◆ **WHAT IS BEING ASKED**
Look through the entries below, please, and copy every line with the word "json".

◆ **DATASET ENTRIES**
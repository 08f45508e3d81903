//! Record types - the three person categories
//!
//! Every record shares the same contact fields ([`Person`]) and is keyed by a
//! caller-assigned integer. Two variants carry a normalized category:
//! - `Employee`: no extra attribute
//! - `ExternalEmployee`: employing company, resolved against `companies`
//! - `Customer`: industry, resolved against `industries`

use crate::category::CategoryTable;
use crate::{Error, Result};
use serde::{Deserialize, Serialize};
use std::str::FromStr;

/// Caller-assigned record key. Callers keep it positive; the store does not check.
pub type RecordKey = i64;

/// The person categories managed by the store.
#[derive(Debug, Clone, Copy, PartialEq, Eq, Hash, Serialize, Deserialize)]
#[serde(rename_all = "snake_case")]
pub enum RecordKind {
    /// Internal employee
    Employee,
    /// Employee of an outside company
    ExternalEmployee,
    /// Customer, classified by industry
    Customer,
}

impl RecordKind {
    /// Get the string representation of the record kind
    pub fn as_str(&self) -> &'static str {
        match self {
            RecordKind::Employee => "employee",
            RecordKind::ExternalEmployee => "external_employee",
            RecordKind::Customer => "customer",
        }
    }

    /// Human readable plural, for headings
    pub fn label(&self) -> &'static str {
        match self {
            RecordKind::Employee => "Employees",
            RecordKind::ExternalEmployee => "External Employees",
            RecordKind::Customer => "Customers",
        }
    }

    /// Backing table name
    pub fn table(&self) -> &'static str {
        match self {
            RecordKind::Employee => "employees",
            RecordKind::ExternalEmployee => "external_employees",
            RecordKind::Customer => "customers",
        }
    }

    /// Name of the key column in [`RecordKind::table`]
    pub fn key_column(&self) -> &'static str {
        match self {
            RecordKind::Employee | RecordKind::ExternalEmployee => "employee_no",
            RecordKind::Customer => "customer_no",
        }
    }

    /// The lookup table this kind references, if any
    pub fn category_table(&self) -> Option<CategoryTable> {
        match self {
            RecordKind::Employee => None,
            RecordKind::ExternalEmployee => Some(CategoryTable::Company),
            RecordKind::Customer => Some(CategoryTable::Industry),
        }
    }

    /// Get all record kinds
    pub fn all() -> &'static [RecordKind] {
        &[RecordKind::Employee, RecordKind::ExternalEmployee, RecordKind::Customer]
    }
}

impl FromStr for RecordKind {
    type Err = Error;

    fn from_str(s: &str) -> Result<Self> {
        match s.to_lowercase().as_str() {
            "employee" | "employees" | "internal" => Ok(RecordKind::Employee),
            "external_employee" | "external-employee" | "external" | "externals" => {
                Ok(RecordKind::ExternalEmployee)
            }
            "customer" | "customers" | "client" => Ok(RecordKind::Customer),
            _ => Err(Error::UnknownKind(s.to_string())),
        }
    }
}

impl std::fmt::Display for RecordKind {
    fn fmt(&self, f: &mut std::fmt::Formatter<'_>) -> std::fmt::Result {
        write!(f, "{}", self.as_str())
    }
}

/// Contact fields shared by every record.
#[derive(Debug, Clone, Default, PartialEq, Eq, Serialize, Deserialize)]
pub struct Person {
    /// Unique within its table, chosen by the caller
    pub key: RecordKey,
    pub first_name: Option<String>,
    pub last_name: Option<String>,
    pub street: Option<String>,
    pub postal_code: Option<String>,
    pub place: Option<String>,
    pub phone: Option<String>,
    pub email: Option<String>,
}

impl Person {
    /// Create a person with only the key set
    pub fn new(key: RecordKey) -> Self {
        Self {
            key,
            ..Self::default()
        }
    }

    pub fn with_name(mut self, first: impl Into<String>, last: impl Into<String>) -> Self {
        self.first_name = Some(first.into());
        self.last_name = Some(last.into());
        self
    }

    pub fn with_address(
        mut self,
        street: impl Into<String>,
        postal_code: impl Into<String>,
        place: impl Into<String>,
    ) -> Self {
        self.street = Some(street.into());
        self.postal_code = Some(postal_code.into());
        self.place = Some(place.into());
        self
    }

    pub fn with_contact(mut self, phone: impl Into<String>, email: impl Into<String>) -> Self {
        self.phone = Some(phone.into());
        self.email = Some(email.into());
        self
    }

    /// "First Last", skipping missing parts
    pub fn display_name(&self) -> String {
        [self.first_name.as_deref(), self.last_name.as_deref()]
            .into_iter()
            .flatten()
            .filter(|s| !s.is_empty())
            .collect::<Vec<_>>()
            .join(" ")
    }
}

#[derive(Debug, Clone, PartialEq, Eq, Serialize, Deserialize)]
pub struct Employee {
    #[serde(flatten)]
    pub person: Person,
}

#[derive(Debug, Clone, PartialEq, Eq, Serialize, Deserialize)]
pub struct ExternalEmployee {
    #[serde(flatten)]
    pub person: Person,
    /// Display name of the employing company
    pub company: String,
}

#[derive(Debug, Clone, PartialEq, Eq, Serialize, Deserialize)]
pub struct Customer {
    #[serde(flatten)]
    pub person: Person,
    /// Display name of the customer's industry
    pub industry: String,
}

impl Employee {
    pub fn new(person: Person) -> Self {
        Self { person }
    }
}

impl ExternalEmployee {
    pub fn new(person: Person, company: impl Into<String>) -> Self {
        Self {
            person,
            company: company.into(),
        }
    }
}

impl Customer {
    pub fn new(person: Person, industry: impl Into<String>) -> Self {
        Self {
            person,
            industry: industry.into(),
        }
    }
}

/// A record type the generic store can persist.
///
/// `KIND` fixes the table and key column; the category accessors are only
/// meaningful when `KIND.category_table()` is `Some`.
pub trait PersonRecord: Sized + Send {
    const KIND: RecordKind;

    fn person(&self) -> &Person;

    fn key(&self) -> RecordKey {
        self.person().key
    }

    /// Category display name, for kinds that reference a lookup table
    fn category_name(&self) -> Option<&str>;

    /// Rebuild a record from its row. `category` is the joined lookup name.
    fn from_parts(person: Person, category: Option<String>) -> Result<Self>;

    fn into_record(self) -> Record;
}

impl PersonRecord for Employee {
    const KIND: RecordKind = RecordKind::Employee;

    fn person(&self) -> &Person {
        &self.person
    }

    fn category_name(&self) -> Option<&str> {
        None
    }

    fn from_parts(person: Person, _category: Option<String>) -> Result<Self> {
        Ok(Self::new(person))
    }

    fn into_record(self) -> Record {
        Record::Employee(self)
    }
}

impl PersonRecord for ExternalEmployee {
    const KIND: RecordKind = RecordKind::ExternalEmployee;

    fn person(&self) -> &Person {
        &self.person
    }

    fn category_name(&self) -> Option<&str> {
        Some(&self.company)
    }

    fn from_parts(person: Person, category: Option<String>) -> Result<Self> {
        let company = category.ok_or(Error::MissingCategory(CategoryTable::Company))?;
        Ok(Self::new(person, company))
    }

    fn into_record(self) -> Record {
        Record::ExternalEmployee(self)
    }
}

impl PersonRecord for Customer {
    const KIND: RecordKind = RecordKind::Customer;

    fn person(&self) -> &Person {
        &self.person
    }

    fn category_name(&self) -> Option<&str> {
        Some(&self.industry)
    }

    fn from_parts(person: Person, category: Option<String>) -> Result<Self> {
        let industry = category.ok_or(Error::MissingCategory(CategoryTable::Industry))?;
        Ok(Self::new(person, industry))
    }

    fn into_record(self) -> Record {
        Record::Customer(self)
    }
}

/// Any record, tagged by its category.
#[derive(Debug, Clone, PartialEq, Eq, Serialize)]
#[serde(tag = "kind", rename_all = "snake_case")]
pub enum Record {
    Employee(Employee),
    ExternalEmployee(ExternalEmployee),
    Customer(Customer),
}

impl Record {
    pub fn kind(&self) -> RecordKind {
        match self {
            Record::Employee(_) => RecordKind::Employee,
            Record::ExternalEmployee(_) => RecordKind::ExternalEmployee,
            Record::Customer(_) => RecordKind::Customer,
        }
    }

    pub fn person(&self) -> &Person {
        match self {
            Record::Employee(e) => &e.person,
            Record::ExternalEmployee(e) => &e.person,
            Record::Customer(c) => &c.person,
        }
    }

    pub fn key(&self) -> RecordKey {
        self.person().key
    }

    /// The category column for this record, if its kind has one
    pub fn category(&self) -> Option<(CategoryTable, &str)> {
        match self {
            Record::Employee(_) => None,
            Record::ExternalEmployee(e) => Some((CategoryTable::Company, e.company.as_str())),
            Record::Customer(c) => Some((CategoryTable::Industry, c.industry.as_str())),
        }
    }
}

impl From<Employee> for Record {
    fn from(value: Employee) -> Self {
        Record::Employee(value)
    }
}

impl From<ExternalEmployee> for Record {
    fn from(value: ExternalEmployee) -> Self {
        Record::ExternalEmployee(value)
    }
}

impl From<Customer> for Record {
    fn from(value: Customer) -> Self {
        Record::Customer(value)
    }
}

#[cfg(test)]
mod tests {
    use super::*;

    #[test]
    fn test_kind_parsing() {
        assert_eq!("employee".parse::<RecordKind>().unwrap(), RecordKind::Employee);
        assert_eq!("External".parse::<RecordKind>().unwrap(), RecordKind::ExternalEmployee);
        assert_eq!("customers".parse::<RecordKind>().unwrap(), RecordKind::Customer);
        assert!(matches!("supplier".parse::<RecordKind>(), Err(Error::UnknownKind(_))));
    }

    #[test]
    fn test_kind_category_tables() {
        assert_eq!(RecordKind::Employee.category_table(), None);
        assert_eq!(RecordKind::ExternalEmployee.category_table(), Some(CategoryTable::Company));
        assert_eq!(RecordKind::Customer.category_table(), Some(CategoryTable::Industry));
        assert_eq!(Employee::KIND, RecordKind::Employee);
    }

    #[test]
    fn test_record_category_column() {
        let customer: Record = Customer::new(Person::new(3), "Finance").into();
        assert_eq!(customer.kind(), RecordKind::Customer);
        assert_eq!(customer.category(), Some((CategoryTable::Industry, "Finance")));

        let employee: Record = Employee::new(Person::new(1)).into();
        assert_eq!(employee.category(), None);
        assert_eq!(employee.key(), 1);
    }

    #[test]
    fn test_from_parts_requires_category() {
        let err = ExternalEmployee::from_parts(Person::new(9), None).unwrap_err();
        assert!(matches!(err, Error::MissingCategory(CategoryTable::Company)));

        let ok = Customer::from_parts(Person::new(9), Some("Retail".into())).unwrap();
        assert_eq!(ok.industry, "Retail");
    }

    #[test]
    fn test_display_name() {
        let p = Person::new(1).with_name("Ada", "Lovelace");
        assert_eq!(p.display_name(), "Ada Lovelace");
        assert_eq!(Person::new(2).display_name(), "");
    }

    #[test]
    fn test_record_serializes_with_kind_tag() {
        let record: Record = ExternalEmployee::new(Person::new(5), "Acme").into();
        let json = serde_json::to_value(&record).unwrap();
        assert_eq!(json["kind"], "external_employee");
        assert_eq!(json["key"], 5);
        assert_eq!(json["company"], "Acme");
    }
}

◆ **RESPONSE BELOW**
        let json = serde_json::to_value(&record).unwrap();
        assert_eq!(json["kind"], "external_employee");
        assert_eq!(json["key"], 5);
        assert_eq!(json["company"], "Acme");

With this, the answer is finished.